Inklusi keuangan adalah kondisi di mana anggota masyarakat memiliki akses terhadap berbagai layanan keuangan formal.
Menurut laporan survei Otoritas Jasa Keuangan (OJK), indeks inklusi keuangan nasional pada tahun 2019 mencapai 76,19%. Artinya, dari setiap 100 orang penduduk Indonesia, ada sekitar 76 orang yang memiliki akses terhadap layanan keuangan.
Jika dirinci per wilayah, provinsi yang memiliki indeks inklusi keuangan tertinggi pada 2019 adalah DKI Jakarta, yakni mencapai 92,67% untuk layanan keuangan konvensional.
Sedangkan inklusi keuangan konvensional terendah ada di Papua Barat yang persentasenya hanya 59,84%.

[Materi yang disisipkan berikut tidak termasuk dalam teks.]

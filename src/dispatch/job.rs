// ABOUTME: Job payloads handed over by the queue layer and the per-attempt results returned to it
// ABOUTME: Payload keys are camelCase to match the queue's JSON/YAML documents

use crate::dispatch::error::DispatchError;
use serde::{Deserialize, Serialize};

/// One message to one recipient.
#[derive(Debug, Clone, PartialEq, Eq, Deserialize, Serialize)]
#[serde(rename_all = "camelCase")]
pub struct SendJob {
    pub message_id: String,
    /// Sender id or short code.
    pub from: String,
    pub to: String,
    pub content: String,
    #[serde(default)]
    pub client_id: Option<String>,
}

/// Messages from one sender, dispatched together.
#[derive(Debug, Clone, PartialEq, Eq, Deserialize, Serialize)]
#[serde(rename_all = "camelCase")]
pub struct BatchJob {
    pub batch_id: String,
    pub from: String,
    pub messages: Vec<BatchItem>,
    #[serde(default)]
    pub client_id: Option<String>,
}

#[derive(Debug, Clone, PartialEq, Eq, Deserialize, Serialize)]
#[serde(rename_all = "camelCase")]
pub struct BatchItem {
    pub recipient: String,
    pub content: String,
    pub message_id: String,
}

/// A message the carrier accepted.
#[derive(Debug, Clone, PartialEq, Eq)]
pub struct Dispatched {
    pub carrier: String,
    /// Carrier message id, or the gateway id when the carrier sent none.
    pub message_id: String,
    pub status: u32,
}

/// Result of one batch message.
#[derive(Debug)]
pub struct BatchOutcome {
    pub message_id: String,
    pub recipient: String,
    /// Carrier the message was routed to, when routing succeeded.
    pub carrier: Option<String>,
    pub result: Result<Dispatched, DispatchError>,
}

/// Per-message results of a batch, in input order.
#[derive(Debug)]
pub struct BatchReport {
    pub batch_id: String,
    pub outcomes: Vec<BatchOutcome>,
}

impl BatchReport {
    pub fn accepted(&self) -> usize {
        self.outcomes.iter().filter(|o| o.result.is_ok()).count()
    }

    pub fn failed(&self) -> usize {
        self.outcomes.len() - self.accepted()
    }
}

#[cfg(test)]
mod tests {
    use super::*;

    #[test]
    fn batch_payload_uses_queue_keys() {
        let yaml = r#"
batchId: b-1
from: MyBrand
clientId: acme
messages:
  - recipient: "0241234567"
    content: Hello
    messageId: m-1
"#;
        let job: BatchJob = serde_yaml::from_str(yaml).unwrap();
        assert_eq!(job.batch_id, "b-1");
        assert_eq!(job.client_id.as_deref(), Some("acme"));
        assert_eq!(job.messages[0].message_id, "m-1");

        let single: SendJob = serde_yaml::from_str(
            "messageId: m-2\nfrom: MyBrand\nto: \"233241234567\"\ncontent: Hi\n",
        )
        .unwrap();
        assert_eq!(single.client_id, None);
        assert_eq!(single.to, "233241234567");
    }
}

"Dalam memilih produk dan jasa keuangan, masyarakat Indonesia yang tersebar di berbagai provinsi memiliki preferensi yang berbeda. Namun, sebagian besar masyarakat cenderung memilih perbankan yang disusul dengan layanan jasa keuangan formal lain," ujar OJK dalam laporannya.
Menurut temuan OJK, produk jasa keuangan formal yang paling banyak diketahui masyarakat adalah layanan tabungan, transfer uang, BPJS Kesehatan, deposito, dan Kredit Usaha Rakyat (KUR).
Sedangkan jasa keuangan yang paling sedikit diketahui masyarakat adalah sewa/ijarah di bank, giro wadiah, pembiayaan bank wakaf mikro (BWM), fintech dan crowdfunding, serta pembiayaan ultra-mikro (UMi).
"Saat ini masih terdapat gap yang cukup tinggi antara indeks literasi keuangan 38,03% dan inklusi keuangan 76,19%. Artinya, dari setiap 100 orang terdapat sekitar 76 orang yang inklusif, namun hanya sekitar 38 orang yang well literate," ungkap OJK.
Merespons kondisi ini, OJK pun menyatakan sudah merancang program untuk meningkatkan pengetahuan keuangan masyarakat Indonesia sampai tahun 2025.
"Hal ini diharapkan dapat meningkatkan literasi keuangan masyarakat baik secara konvensional maupun syariah, dengan tujuan meningkatkan kesejahteraan masyarakat melalui inklusi keuangan yang ditargetkan sebesar 90% sesuai arahan Presiden Joko Widodo," pungkas OJK.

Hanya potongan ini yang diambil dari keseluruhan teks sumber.